(Beginning of INFORMATION)

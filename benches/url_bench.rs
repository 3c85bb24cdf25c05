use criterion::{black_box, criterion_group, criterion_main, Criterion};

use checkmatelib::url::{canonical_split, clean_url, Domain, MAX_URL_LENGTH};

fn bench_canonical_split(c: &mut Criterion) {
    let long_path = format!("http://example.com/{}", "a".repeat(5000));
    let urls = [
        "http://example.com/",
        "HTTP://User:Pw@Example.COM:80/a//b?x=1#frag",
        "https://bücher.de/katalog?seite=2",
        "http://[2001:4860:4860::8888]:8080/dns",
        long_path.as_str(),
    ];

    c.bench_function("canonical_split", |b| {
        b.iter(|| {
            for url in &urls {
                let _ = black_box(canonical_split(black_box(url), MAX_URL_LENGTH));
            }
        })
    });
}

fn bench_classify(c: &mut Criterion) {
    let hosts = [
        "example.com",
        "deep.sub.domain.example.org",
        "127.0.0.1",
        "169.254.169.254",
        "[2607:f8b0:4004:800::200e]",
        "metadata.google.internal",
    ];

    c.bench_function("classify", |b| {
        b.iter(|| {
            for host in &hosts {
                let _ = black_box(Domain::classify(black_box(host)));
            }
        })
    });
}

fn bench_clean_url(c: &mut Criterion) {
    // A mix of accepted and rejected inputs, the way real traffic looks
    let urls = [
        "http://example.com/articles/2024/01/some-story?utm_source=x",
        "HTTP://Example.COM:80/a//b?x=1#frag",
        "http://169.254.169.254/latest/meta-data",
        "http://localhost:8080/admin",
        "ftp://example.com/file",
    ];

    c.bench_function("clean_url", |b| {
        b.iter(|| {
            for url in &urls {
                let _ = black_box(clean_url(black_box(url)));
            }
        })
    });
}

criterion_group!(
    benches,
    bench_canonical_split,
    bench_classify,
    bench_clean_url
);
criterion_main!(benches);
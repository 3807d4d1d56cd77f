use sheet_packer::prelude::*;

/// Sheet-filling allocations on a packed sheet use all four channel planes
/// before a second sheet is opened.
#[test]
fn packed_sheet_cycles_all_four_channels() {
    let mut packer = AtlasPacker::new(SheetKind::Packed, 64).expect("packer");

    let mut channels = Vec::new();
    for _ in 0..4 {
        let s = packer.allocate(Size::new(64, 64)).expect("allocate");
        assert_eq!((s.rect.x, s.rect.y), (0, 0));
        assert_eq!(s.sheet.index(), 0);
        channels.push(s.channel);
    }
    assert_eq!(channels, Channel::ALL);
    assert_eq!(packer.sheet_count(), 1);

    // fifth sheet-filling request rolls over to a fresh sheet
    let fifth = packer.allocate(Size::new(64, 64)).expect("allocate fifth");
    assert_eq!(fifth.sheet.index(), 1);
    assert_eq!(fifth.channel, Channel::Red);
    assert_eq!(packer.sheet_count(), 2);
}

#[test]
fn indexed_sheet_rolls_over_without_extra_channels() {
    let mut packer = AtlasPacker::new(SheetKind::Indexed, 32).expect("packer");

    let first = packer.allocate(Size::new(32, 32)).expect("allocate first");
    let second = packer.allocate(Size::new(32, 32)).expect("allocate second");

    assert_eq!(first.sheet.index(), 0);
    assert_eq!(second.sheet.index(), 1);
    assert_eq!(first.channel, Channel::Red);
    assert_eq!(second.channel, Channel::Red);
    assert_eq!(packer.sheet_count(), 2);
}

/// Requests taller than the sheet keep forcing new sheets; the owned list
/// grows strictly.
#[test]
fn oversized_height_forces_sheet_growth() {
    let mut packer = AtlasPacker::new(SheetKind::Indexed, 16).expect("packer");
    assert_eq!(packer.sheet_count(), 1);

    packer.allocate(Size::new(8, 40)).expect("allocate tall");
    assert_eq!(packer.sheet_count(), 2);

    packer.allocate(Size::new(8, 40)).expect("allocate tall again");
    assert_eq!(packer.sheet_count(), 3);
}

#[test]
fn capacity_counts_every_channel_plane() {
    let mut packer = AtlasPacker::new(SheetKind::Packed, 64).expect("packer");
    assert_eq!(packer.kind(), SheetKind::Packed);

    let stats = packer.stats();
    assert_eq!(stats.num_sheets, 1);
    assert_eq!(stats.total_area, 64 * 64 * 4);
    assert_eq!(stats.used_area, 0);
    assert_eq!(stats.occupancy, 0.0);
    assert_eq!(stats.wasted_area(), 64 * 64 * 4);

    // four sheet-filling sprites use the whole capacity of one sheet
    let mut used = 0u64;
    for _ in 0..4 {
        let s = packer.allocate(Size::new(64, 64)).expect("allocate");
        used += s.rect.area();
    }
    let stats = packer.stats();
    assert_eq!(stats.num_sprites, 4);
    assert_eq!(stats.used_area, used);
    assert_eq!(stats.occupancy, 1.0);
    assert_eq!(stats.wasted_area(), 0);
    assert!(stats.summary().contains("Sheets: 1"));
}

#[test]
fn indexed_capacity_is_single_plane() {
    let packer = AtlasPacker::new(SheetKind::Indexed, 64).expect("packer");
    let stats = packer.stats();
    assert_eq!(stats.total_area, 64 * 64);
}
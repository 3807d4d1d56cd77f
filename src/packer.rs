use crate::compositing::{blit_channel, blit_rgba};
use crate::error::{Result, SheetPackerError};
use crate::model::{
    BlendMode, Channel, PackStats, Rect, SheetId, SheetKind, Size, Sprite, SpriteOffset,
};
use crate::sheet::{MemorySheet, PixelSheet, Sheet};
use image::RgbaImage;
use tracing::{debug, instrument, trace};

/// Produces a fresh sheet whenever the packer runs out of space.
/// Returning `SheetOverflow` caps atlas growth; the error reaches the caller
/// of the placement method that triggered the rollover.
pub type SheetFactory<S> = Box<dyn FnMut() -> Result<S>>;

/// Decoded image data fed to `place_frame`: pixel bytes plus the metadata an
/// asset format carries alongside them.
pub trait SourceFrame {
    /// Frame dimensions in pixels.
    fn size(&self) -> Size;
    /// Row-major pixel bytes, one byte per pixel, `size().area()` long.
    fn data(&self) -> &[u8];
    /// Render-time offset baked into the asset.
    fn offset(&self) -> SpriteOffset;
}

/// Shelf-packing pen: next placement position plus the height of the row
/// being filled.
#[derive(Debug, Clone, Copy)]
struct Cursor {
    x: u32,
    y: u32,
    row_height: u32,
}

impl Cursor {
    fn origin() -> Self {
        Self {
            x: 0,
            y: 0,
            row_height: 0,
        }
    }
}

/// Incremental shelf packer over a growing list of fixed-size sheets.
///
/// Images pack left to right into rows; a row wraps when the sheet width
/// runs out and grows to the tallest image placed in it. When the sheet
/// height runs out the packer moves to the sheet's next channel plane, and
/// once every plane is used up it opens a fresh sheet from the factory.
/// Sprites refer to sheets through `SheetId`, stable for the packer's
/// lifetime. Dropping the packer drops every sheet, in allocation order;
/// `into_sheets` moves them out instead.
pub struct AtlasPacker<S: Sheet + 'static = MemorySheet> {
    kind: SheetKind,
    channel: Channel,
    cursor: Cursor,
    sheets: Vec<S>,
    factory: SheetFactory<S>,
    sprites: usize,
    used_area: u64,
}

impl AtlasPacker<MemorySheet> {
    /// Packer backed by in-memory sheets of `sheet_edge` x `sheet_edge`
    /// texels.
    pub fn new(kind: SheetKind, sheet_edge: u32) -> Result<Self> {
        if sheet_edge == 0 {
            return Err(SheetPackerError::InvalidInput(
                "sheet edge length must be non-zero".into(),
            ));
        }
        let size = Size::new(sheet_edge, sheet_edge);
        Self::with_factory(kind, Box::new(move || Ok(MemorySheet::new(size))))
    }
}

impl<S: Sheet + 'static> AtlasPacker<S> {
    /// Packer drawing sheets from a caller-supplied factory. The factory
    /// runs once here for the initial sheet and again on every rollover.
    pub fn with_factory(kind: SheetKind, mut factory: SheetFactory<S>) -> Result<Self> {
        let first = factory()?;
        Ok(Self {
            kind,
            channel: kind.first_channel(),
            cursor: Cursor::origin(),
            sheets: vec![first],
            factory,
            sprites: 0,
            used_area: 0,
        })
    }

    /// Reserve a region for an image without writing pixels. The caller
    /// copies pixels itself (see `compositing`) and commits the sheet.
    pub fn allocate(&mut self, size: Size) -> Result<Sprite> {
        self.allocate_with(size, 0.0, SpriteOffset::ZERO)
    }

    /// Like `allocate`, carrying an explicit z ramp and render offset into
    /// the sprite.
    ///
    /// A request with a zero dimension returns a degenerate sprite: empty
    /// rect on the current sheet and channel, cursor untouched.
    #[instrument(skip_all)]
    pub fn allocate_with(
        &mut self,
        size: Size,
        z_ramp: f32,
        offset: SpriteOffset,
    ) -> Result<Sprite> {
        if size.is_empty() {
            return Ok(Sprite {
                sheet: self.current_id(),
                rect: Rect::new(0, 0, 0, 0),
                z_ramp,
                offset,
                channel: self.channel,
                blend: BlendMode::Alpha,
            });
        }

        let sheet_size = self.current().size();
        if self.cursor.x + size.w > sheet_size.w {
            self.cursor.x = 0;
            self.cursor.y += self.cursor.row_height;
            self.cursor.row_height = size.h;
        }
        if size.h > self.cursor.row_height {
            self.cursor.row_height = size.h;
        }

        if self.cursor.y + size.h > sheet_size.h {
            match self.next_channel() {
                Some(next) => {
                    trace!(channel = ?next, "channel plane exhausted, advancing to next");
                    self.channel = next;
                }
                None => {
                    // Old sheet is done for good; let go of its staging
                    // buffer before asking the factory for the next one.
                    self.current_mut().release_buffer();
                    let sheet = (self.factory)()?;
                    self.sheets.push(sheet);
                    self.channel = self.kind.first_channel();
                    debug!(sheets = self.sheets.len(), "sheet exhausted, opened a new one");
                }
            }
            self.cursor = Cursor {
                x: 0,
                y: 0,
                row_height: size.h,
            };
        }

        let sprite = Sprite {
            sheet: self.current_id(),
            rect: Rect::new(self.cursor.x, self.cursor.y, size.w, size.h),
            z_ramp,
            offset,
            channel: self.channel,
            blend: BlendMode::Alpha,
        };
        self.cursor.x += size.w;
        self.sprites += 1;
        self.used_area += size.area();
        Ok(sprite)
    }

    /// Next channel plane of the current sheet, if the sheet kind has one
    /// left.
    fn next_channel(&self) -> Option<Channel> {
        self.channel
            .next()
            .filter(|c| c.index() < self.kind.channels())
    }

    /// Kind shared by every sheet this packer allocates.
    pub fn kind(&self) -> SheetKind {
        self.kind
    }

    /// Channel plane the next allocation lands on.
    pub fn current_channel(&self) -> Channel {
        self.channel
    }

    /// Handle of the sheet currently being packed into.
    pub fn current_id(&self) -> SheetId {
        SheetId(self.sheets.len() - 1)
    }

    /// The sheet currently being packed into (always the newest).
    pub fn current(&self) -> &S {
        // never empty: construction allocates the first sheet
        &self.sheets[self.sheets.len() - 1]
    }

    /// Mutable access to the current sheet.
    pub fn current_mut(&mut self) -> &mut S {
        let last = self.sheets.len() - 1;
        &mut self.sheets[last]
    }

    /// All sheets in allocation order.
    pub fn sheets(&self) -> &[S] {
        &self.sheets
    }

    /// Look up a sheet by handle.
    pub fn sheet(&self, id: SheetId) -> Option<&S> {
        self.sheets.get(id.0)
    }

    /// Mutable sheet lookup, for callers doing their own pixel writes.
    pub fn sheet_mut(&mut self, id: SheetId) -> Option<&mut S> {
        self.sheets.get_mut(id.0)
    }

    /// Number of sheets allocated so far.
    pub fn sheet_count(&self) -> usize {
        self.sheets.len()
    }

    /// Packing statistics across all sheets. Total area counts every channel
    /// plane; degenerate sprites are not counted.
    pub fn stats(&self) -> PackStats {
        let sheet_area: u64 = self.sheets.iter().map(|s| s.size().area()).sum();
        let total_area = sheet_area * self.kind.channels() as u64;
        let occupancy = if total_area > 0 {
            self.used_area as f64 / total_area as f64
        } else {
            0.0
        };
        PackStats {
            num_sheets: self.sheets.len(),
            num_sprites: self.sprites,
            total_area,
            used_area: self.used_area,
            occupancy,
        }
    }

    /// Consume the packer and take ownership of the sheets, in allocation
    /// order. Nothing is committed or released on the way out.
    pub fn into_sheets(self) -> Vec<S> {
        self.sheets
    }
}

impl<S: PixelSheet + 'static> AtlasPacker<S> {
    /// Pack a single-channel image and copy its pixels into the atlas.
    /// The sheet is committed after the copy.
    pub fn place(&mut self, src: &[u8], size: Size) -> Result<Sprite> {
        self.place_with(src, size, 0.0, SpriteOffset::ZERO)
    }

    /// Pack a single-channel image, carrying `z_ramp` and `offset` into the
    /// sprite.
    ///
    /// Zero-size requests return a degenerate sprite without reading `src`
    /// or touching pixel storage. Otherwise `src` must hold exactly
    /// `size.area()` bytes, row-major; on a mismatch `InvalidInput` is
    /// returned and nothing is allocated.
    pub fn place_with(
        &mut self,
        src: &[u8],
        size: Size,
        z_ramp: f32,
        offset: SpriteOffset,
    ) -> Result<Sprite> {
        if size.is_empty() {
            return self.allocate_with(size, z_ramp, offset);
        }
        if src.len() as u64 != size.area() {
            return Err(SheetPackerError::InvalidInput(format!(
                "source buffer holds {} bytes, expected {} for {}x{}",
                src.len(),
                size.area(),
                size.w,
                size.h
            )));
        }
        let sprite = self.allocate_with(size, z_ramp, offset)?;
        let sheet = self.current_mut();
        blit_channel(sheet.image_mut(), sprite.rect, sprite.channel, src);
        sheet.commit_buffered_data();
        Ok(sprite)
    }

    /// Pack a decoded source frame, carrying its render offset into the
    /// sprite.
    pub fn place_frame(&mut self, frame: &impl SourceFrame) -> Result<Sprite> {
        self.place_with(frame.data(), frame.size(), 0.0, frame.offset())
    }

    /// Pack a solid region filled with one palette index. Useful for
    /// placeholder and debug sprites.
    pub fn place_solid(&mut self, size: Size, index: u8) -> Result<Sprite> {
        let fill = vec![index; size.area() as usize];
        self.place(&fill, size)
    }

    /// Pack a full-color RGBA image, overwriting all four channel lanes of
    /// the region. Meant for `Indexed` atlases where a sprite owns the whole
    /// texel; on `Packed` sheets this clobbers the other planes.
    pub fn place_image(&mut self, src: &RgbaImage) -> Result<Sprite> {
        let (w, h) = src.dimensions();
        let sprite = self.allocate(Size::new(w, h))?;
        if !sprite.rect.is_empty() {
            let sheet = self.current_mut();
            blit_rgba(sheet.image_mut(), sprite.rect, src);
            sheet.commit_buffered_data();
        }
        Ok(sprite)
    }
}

(End of INFORMATION)

#### WHAT IS BEING ASKED
Take the lines above from the one containing "channels.push(s.channel);" to the one containing "assert_eq!(stats.wasted_area(), 0);" and retype them exactly, both ends included, with nothing added.

#### RESULT OF THE EXERCISE
        channels.push(s.channel);
    }
    assert_eq!(channels, Channel::ALL);
    assert_eq!(packer.sheet_count(), 1);

    // fifth sheet-filling request rolls over to a fresh sheet
    let fifth = packer.allocate(Size::new(64, 64)).expect("allocate fifth");
    assert_eq!(fifth.sheet.index(), 1);
    assert_eq!(fifth.channel, Channel::Red);
    assert_eq!(packer.sheet_count(), 2);
}

#[test]
fn indexed_sheet_rolls_over_without_extra_channels() {
    let mut packer = AtlasPacker::new(SheetKind::Indexed, 32).expect("packer");

    let first = packer.allocate(Size::new(32, 32)).expect("allocate first");
    let second = packer.allocate(Size::new(32, 32)).expect("allocate second");

    assert_eq!(first.sheet.index(), 0);
    assert_eq!(second.sheet.index(), 1);
    assert_eq!(first.channel, Channel::Red);
    assert_eq!(second.channel, Channel::Red);
    assert_eq!(packer.sheet_count(), 2);
}

/// Requests taller than the sheet keep forcing new sheets; the owned list
/// grows strictly.
#[test]
fn oversized_height_forces_sheet_growth() {
    let mut packer = AtlasPacker::new(SheetKind::Indexed, 16).expect("packer");
    assert_eq!(packer.sheet_count(), 1);

    packer.allocate(Size::new(8, 40)).expect("allocate tall");
    assert_eq!(packer.sheet_count(), 2);

    packer.allocate(Size::new(8, 40)).expect("allocate tall again");
    assert_eq!(packer.sheet_count(), 3);
}

#[test]
fn capacity_counts_every_channel_plane() {
    let mut packer = AtlasPacker::new(SheetKind::Packed, 64).expect("packer");
    assert_eq!(packer.kind(), SheetKind::Packed);

    let stats = packer.stats();
    assert_eq!(stats.num_sheets, 1);
    assert_eq!(stats.total_area, 64 * 64 * 4);
    assert_eq!(stats.used_area, 0);
    assert_eq!(stats.occupancy, 0.0);
    assert_eq!(stats.wasted_area(), 64 * 64 * 4);

    // four sheet-filling sprites use the whole capacity of one sheet
    let mut used = 0u64;
    for _ in 0..4 {
        let s = packer.allocate(Size::new(64, 64)).expect("allocate");
        used += s.rect.area();
    }
    let stats = packer.stats();
    assert_eq!(stats.num_sprites, 4);
    assert_eq!(stats.used_area, used);
    assert_eq!(stats.occupancy, 1.0);
    assert_eq!(stats.wasted_area(), 0);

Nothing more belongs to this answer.